● **Data extracted from a collection**:
# # # # #

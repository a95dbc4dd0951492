use schemars::JsonSchema;
use serde::{Deserialize, Serialize};

use crate::error::CommonError;

/// One recommended mental-health specialist within a result set.
///
/// Field names are the upstream wire format and are stored verbatim. Rating
/// and review count are display-only values sourced upstream, never
/// recomputed here.
#[derive(Debug, Clone, Default, PartialEq, Serialize, Deserialize)]
#[serde(default)]
pub struct Especialista {
    /// Identifier, unique within one result set.
    pub id: String,
    pub nombre: String,
    /// Professional type, e.g. "Psicóloga Clínica".
    pub tipo_profesional: String,
    /// "presencial", "en línea" or "híbrida".
    pub modalidad: String,
    pub ubicacion: Ubicacion,
    /// Free-text cost description, e.g. "$800 - $1,200 MXN por sesión".
    pub costo: String,
    pub costo_min: Option<f64>,
    /// Rating on a 0–5 scale.
    pub rating: f64,
    /// Review count.
    pub resenas: u32,
    pub especializaciones: Vec<String>,
    pub grupo_etario: Vec<String>,
    pub contacto: Contacto,
    pub disponibilidad: String,
    pub metodos_pago: Vec<String>,
    /// Optional relevance/similarity scores from the upstream search.
    pub scores: Option<Scores>,
}

#[derive(Debug, Clone, Default, PartialEq, Serialize, Deserialize)]
#[serde(default)]
pub struct Ubicacion {
    pub colonia: Option<String>,
    pub delegacion: Option<String>,
    pub latitud: Option<String>,
    pub longitud: Option<String>,
}

/// Contact channels, each independently optional.
#[derive(Debug, Clone, Default, PartialEq, Serialize, Deserialize)]
#[serde(default)]
pub struct Contacto {
    pub telefono: Option<String>,
    pub email: Option<String>,
    pub website: Option<String>,
}

#[derive(Debug, Clone, PartialEq, Serialize, Deserialize)]
pub struct Scores {
    pub relevance: f64,
    pub similarity: f64,
}

/// The full result bundle of one specialist-search tool invocation.
///
/// Exactly one of these exists at a time: each `guardar_especialista` call
/// replaces the stored value wholesale (last write wins, no history).
#[derive(Debug, Clone, Default, PartialEq, Serialize, Deserialize)]
#[serde(default)]
pub struct Recomendaciones {
    /// Symptom that originated the search, when the agent reported one.
    pub sintoma: Option<String>,
    /// Signals that the user's input warrants showing emergency contacts.
    pub alerta_crisis: bool,
    pub nivel_urgencia: Option<String>,
    pub numeros_emergencia: Option<NumerosEmergencia>,
    /// Search parameters the agent used, echoed back for display.
    pub parametros: Option<Parametros>,
    /// Display-only count sourced upstream. SHOULD equal `resultados.len()`
    /// but is not enforced.
    pub total_resultados: u32,
    /// Ordered results; index 0 is the most recommended.
    pub resultados: Vec<Especialista>,
    pub timestamp: Option<String>,
}

#[derive(Debug, Clone, Default, PartialEq, Serialize, Deserialize)]
#[serde(default)]
pub struct NumerosEmergencia {
    /// Country crisis line, possibly annotated, e.g. "800-911-2000 (24 horas)".
    pub mexico: Option<String>,
    pub emergencia_general: Option<String>,
    pub mensaje: Option<String>,
}

#[derive(Debug, Clone, Default, PartialEq, Serialize, Deserialize)]
#[serde(default)]
pub struct Parametros {
    pub sintoma: Option<String>,
    pub genero: Option<String>,
    pub presupuesto: Option<String>,
    pub ubicacion: Option<String>,
}

/// One saved coping-technique or informational snippet.
///
/// Appended to an ordered sequence in save order; never mutated or removed.
#[derive(Debug, Clone, PartialEq, Serialize, Deserialize)]
pub struct Recurso {
    pub titulo: String,
    pub contenido: String,
    /// The user question this resource answered. Empty when not reported.
    #[serde(default)]
    pub pregunta: String,
    /// ISO-8601 save time, stamped by the tool bridge.
    pub timestamp: String,
}

/// Inbound `datos` payload for `guardar_especialista`.
///
/// The agent may send the result bundle either as a structured JSON object or
/// as a JSON-encoded string; both forms are accepted and resolved by a single
/// normalization step at the tool boundary.
#[derive(Debug, Clone, Deserialize, JsonSchema)]
#[serde(untagged)]
pub enum DatosRecomendaciones {
    Texto(String),
    Estructurado(serde_json::Value),
}

impl DatosRecomendaciones {
    /// Resolve either payload form into a validated [`Recomendaciones`].
    pub fn normalizar(self) -> Result<Recomendaciones, CommonError> {
        match self {
            Self::Texto(raw) => serde_json::from_str(&raw).map_err(|source| CommonError::Decode {
                context: "datos (cadena JSON)".to_string(),
                source,
            }),
            Self::Estructurado(value) => {
                serde_json::from_value(value).map_err(|source| CommonError::Decode {
                    context: "datos (objeto)".to_string(),
                    source,
                })
            }
        }
    }
}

# # # # #

● **Aim of the task**:
Return every line of the entries above that the string "stored" appears in.

● **Answer area**:
/// Field names are the upstream wire format and are stored verbatim. Rating
/// replaces the stored value wholesale (last write wins, no history).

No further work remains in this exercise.